EXTRACTED RECORDS
+++

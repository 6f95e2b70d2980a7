use keygate::http::request::{Method, RequestHead};

fn head(method: Method, path: &str, headers: &[(&str, &str)]) -> RequestHead {
    RequestHead {
        method,
        path: path.to_string(),
        version: "HTTP/1.1".to_string(),
        headers: headers
            .iter()
            .map(|(k, v)| (k.to_string(), v.to_string()))
            .collect(),
    }
}

#[test]
fn test_header_retrieval() {
    let req = head(
        Method::POST,
        "/db",
        &[("Host", "example.com"), ("Accept", "application/json")],
    );

    assert_eq!(req.header("Host"), Some("example.com"));
    assert_eq!(req.header("Accept"), Some("application/json"));
    assert_eq!(req.header("Missing"), None);
}

#[test]
fn test_header_retrieval_is_case_insensitive() {
    // Header names are case-insensitive in HTTP; values are untouched
    let req = head(Method::POST, "/db", &[("accept", "application/json")]);

    assert_eq!(req.header("Accept"), Some("application/json"));
    assert_eq!(req.header("ACCEPT"), Some("application/json"));
}

#[test]
fn test_content_length_parsing() {
    let req = head(Method::POST, "/db", &[("Content-Length", "42")]);

    assert_eq!(req.content_length(), 42);
}

#[test]
fn test_content_length_missing() {
    let req = head(Method::POST, "/db", &[]);

    assert_eq!(req.content_length(), 0);
}

#[test]
fn test_content_length_invalid() {
    let req = head(Method::POST, "/db", &[("Content-Length", "not-a-number")]);

    assert_eq!(req.content_length(), 0);
}

#[test]
fn test_keep_alive_http11_default() {
    // HTTP/1.1 defaults to keep-alive
    let req = head(Method::POST, "/db", &[]);

    assert!(req.keep_alive());
}

#[test]
fn test_keep_alive_explicit_header() {
    let req = head(Method::POST, "/db", &[("Connection", "keep-alive")]);

    assert!(req.keep_alive());
}

#[test]
fn test_keep_alive_close() {
    let req = head(Method::POST, "/db", &[("Connection", "close")]);

    assert!(!req.keep_alive());
}

#[test]
fn test_keep_alive_case_insensitive() {
    let req = head(Method::POST, "/db", &[("Connection", "Keep-Alive")]);

    assert!(req.keep_alive());
}

#[test]
fn test_endpoint_strips_leading_separator() {
    assert_eq!(head(Method::POST, "/db", &[]).endpoint(), "db");
}

#[test]
fn test_endpoint_strips_query_string() {
    assert_eq!(head(Method::POST, "/db?trace=1", &[]).endpoint(), "db");
    assert_eq!(head(Method::POST, "/a/b?q=x&y=z", &[]).endpoint(), "a/b");
}

#[test]
fn test_endpoint_empty_for_root() {
    assert_eq!(head(Method::POST, "/", &[]).endpoint(), "");
    assert_eq!(head(Method::POST, "/?trace=1", &[]).endpoint(), "");
}

#[test]
fn test_method_equality() {
    assert_eq!(Method::POST, Method::POST);
    assert_ne!(Method::GET, Method::POST);
}

#[test]
fn test_method_from_string() {
    assert_eq!(Method::from_str("GET"), Some(Method::GET));
    assert_eq!(Method::from_str("POST"), Some(Method::POST));
    assert_eq!(Method::from_str("INVALID"), None);
    assert_eq!(Method::from_str("post"), None); // Case-sensitive
}

#[test]
fn test_request_head_is_cloneable() {
    let req = head(Method::POST, "/db", &[("Host", "example.com")]);
    let cloned = req.clone();

    assert_eq!(cloned.path, req.path);
    assert_eq!(cloned.header("Host"), req.header("Host"));
}
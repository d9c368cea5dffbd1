//! Parses the command line arguments.
//!
//! Checks a script and prints the events it resolves to:
//!
//! ```cargo run -- tests/scripts/passive_open.pkt --log```

use crate::parsing::{parse_script_with, ParseError};
use clap::Parser;
use drill_core::{protocols::ipv4::Ipv4Address, Config, Script};
use std::{
    fs::{create_dir_all, OpenOptions},
    io,
    sync::Arc,
};
use thiserror::Error as ThisError;
use tracing_subscriber::FmtSubscriber;

/// Stores the different command line arguments.
#[derive(Parser, Debug)]
#[command(version, about = "Checks a conformance script and lists its events")]
pub struct Args {
    /// The script to check
    pub script: String,
    /// Logging flag. Used to turn logging on or off.
    #[arg(short, long)]
    pub log: bool,
    /// How far live events may drift from their scripted time
    #[arg(long)]
    pub tolerance_usecs: Option<u64>,
    #[arg(long)]
    pub local_ip: Option<Ipv4Address>,
    #[arg(long)]
    pub remote_ip: Option<Ipv4Address>,
    #[arg(long)]
    pub local_port: Option<u16>,
    #[arg(long)]
    pub remote_port: Option<u16>,
    #[arg(long)]
    pub mtu: Option<u16>,
    /// Stop at unknown or malformed syscalls instead of skipping them
    #[arg(long)]
    pub strict_syscalls: bool,
}

impl Args {
    /// Settings from the command line. A script's own options are applied
    /// on top of these.
    pub fn config(&self) -> Config {
        let mut config = Config::default();
        if let Some(tolerance) = self.tolerance_usecs {
            config.tolerance_usecs = tolerance;
        }
        if let Some(ip) = self.local_ip {
            config.local.address = ip;
        }
        if let Some(ip) = self.remote_ip {
            config.remote.address = ip;
        }
        if let Some(port) = self.local_port {
            config.local.port = port;
        }
        if let Some(port) = self.remote_port {
            config.remote.port = port;
        }
        if let Some(mtu) = self.mtu {
            config.mtu = mtu;
        }
        config.strict_syscalls |= self.strict_syscalls;
        config
    }
}

/// Parses command line arguments and checks the script they name.
pub async fn initialize_from_arguments() -> Result<(), CliError> {
    let args = Args::parse();
    if args.log {
        initialize_logging()?;
    }
    let (script, config) = check_script(&args).await?;
    print!("{}", describe(&script, &config));
    Ok(())
}

/// Reads and parses the script named by `args`, returning it along with
/// the final settings.
pub async fn check_script(args: &Args) -> Result<(Script, Config), CliError> {
    let contents = tokio::fs::read_to_string(&args.script)
        .await
        .map_err(CliError::Script)?;
    Ok(parse_script_with(&contents, args.config())?)
}

/// A listing of the settings and every event, one per line.
pub fn describe(script: &Script, config: &Config) -> String {
    let mut out = format!(
        "local {} remote {} tolerance {}us mtu {}{}\n",
        config.local,
        config.remote,
        config.tolerance_usecs,
        config.mtu,
        if config.strict_syscalls { " strict" } else { "" },
    );
    for event in script.events.iter() {
        out.push_str(&format!("{:>4}: {}\n", event.line, event));
    }
    out
}

/// Initializes the event protocol. Only should be called once when the run starts.
/// Allows for event! to be called and writes to a log file in ./logs.
fn initialize_logging() -> Result<(), CliError> {
    let main_path = "./logs";
    create_dir_all(main_path)?;
    let file_path = format!(
        "{}/debug-{}.log",
        main_path,
        chrono::offset::Local::now().format("%y-%m-%d_%H-%M-%S")
    );
    let file = OpenOptions::new()
        .write(true)
        .append(true)
        .create(true)
        .open(file_path)?;
    let subscriber = FmtSubscriber::builder()
        .with_writer(Arc::new(file))
        .json()
        .finish();
    tracing::subscriber::set_global_default(subscriber)
        .map_err(|_| CliError::LoggingAlreadySet)
}

#[derive(Debug, ThisError)]
pub enum CliError {
    #[error("Could not read the script: {0}")]
    Script(io::Error),
    #[error("{0}")]
    Parse(#[from] ParseError),
    #[error("Could not open the log file: {0}")]
    Log(#[from] io::Error),
    #[error("A logger is already installed")]
    LoggingAlreadySet,
}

+++

Where a line above holds the string "CliError", show that line.

TASK OUTPUT
pub async fn initialize_from_arguments() -> Result<(), CliError> {
pub async fn check_script(args: &Args) -> Result<(Script, Config), CliError> {
        .map_err(CliError::Script)?;
fn initialize_logging() -> Result<(), CliError> {
        .map_err(|_| CliError::LoggingAlreadySet)
pub enum CliError {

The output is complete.